=== Exercise aim ===
Where does the string "models" occur in the records? Copy each line that holds it.

::: Records to process

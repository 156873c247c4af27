use crate::error::{Error, Result};
use crate::live::{SessionRegistry, session};
use crate::telemetry::DeviceStateCache;
use crate::yolink_api::YoLinkApiTrait;
use crate::yolink_api::models::device::Device;
use crate::yolink_api::models::device_state::DeviceState;
use axum::Json;
use axum::extract::{Query, State, WebSocketUpgrade};
use axum::http::StatusCode;
use axum::response::Response;
use serde::Deserialize;
use serde_json::{Value, json};
use std::sync::Arc;
use tracing::{Instrument, debug, info_span};

/// Everything the handlers share. Built once in `main`.
pub struct AppState<T> {
    pub api: Arc<T>,
    pub states: DeviceStateCache,
    pub registry: SessionRegistry,
}

impl<T> Clone for AppState<T> {
    fn clone(&self) -> Self {
        Self {
            api: self.api.clone(),
            states: self.states.clone(),
            registry: self.registry.clone(),
        }
    }
}

#[derive(Deserialize, Debug, Default)]
pub struct DeviceStateQuery {
    #[serde(rename = "deviceId")]
    pub device_id: Option<String>,
    #[serde(rename = "deviceType")]
    pub device_type: Option<String>,
}

pub async fn hello() -> Json<Value> {
    Json(json!({ "message": "Hello from YoLink bridge!" }))
}

/// Bare `OPTIONS` requests get an empty 200 even without CORS request headers.
pub async fn preflight() -> StatusCode {
    StatusCode::OK
}

pub async fn list_devices<T>(State(state): State<AppState<T>>) -> Result<Json<Vec<Device>>>
where
    T: YoLinkApiTrait + Send + Sync + 'static,
{
    let devices = state.api.list_devices().await?;
    Ok(Json(devices))
}

/// Answers from the telemetry cache when the device has reported, otherwise asks the vendor.
///
/// The two sources return different documents. A cache hit is the last MQTT report as
/// published by the broker (`event`, `time`, `data`, ...). A miss is the `data` object of
/// the vendor's `<type>.getState` response. Clients must accept either shape.
pub async fn device_state<T>(
    State(state): State<AppState<T>>,
    Query(query): Query<DeviceStateQuery>,
) -> Result<Json<DeviceState>>
where
    T: YoLinkApiTrait + Send + Sync + 'static,
{
    let non_empty = |value: Option<String>| value.filter(|v| !v.is_empty());
    let (Some(device_id), Some(device_type)) =
        (non_empty(query.device_id), non_empty(query.device_type))
    else {
        return Err(Error::Validation(
            "Device ID and type are required".to_string(),
        ));
    };

    if let Some(cached) = state.states.get(&device_id) {
        debug!("Serving cached state for device {}", device_id);
        return Ok(Json(cached));
    }

    let device_state = state.api.get_device_state(&device_id, &device_type).await?;
    Ok(Json(device_state))
}

pub async fn live_updates<T>(State(state): State<AppState<T>>, ws: WebSocketUpgrade) -> Response
where
    T: YoLinkApiTrait + Send + Sync + 'static,
{
    let registry = state.registry.clone();
    ws.on_upgrade(move |socket| session::run(socket, registry).instrument(info_span!("live_session")))
}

::::::

=== Task response ===
use crate::yolink_api::models::device::Device;
use crate::yolink_api::models::device_state::DeviceState;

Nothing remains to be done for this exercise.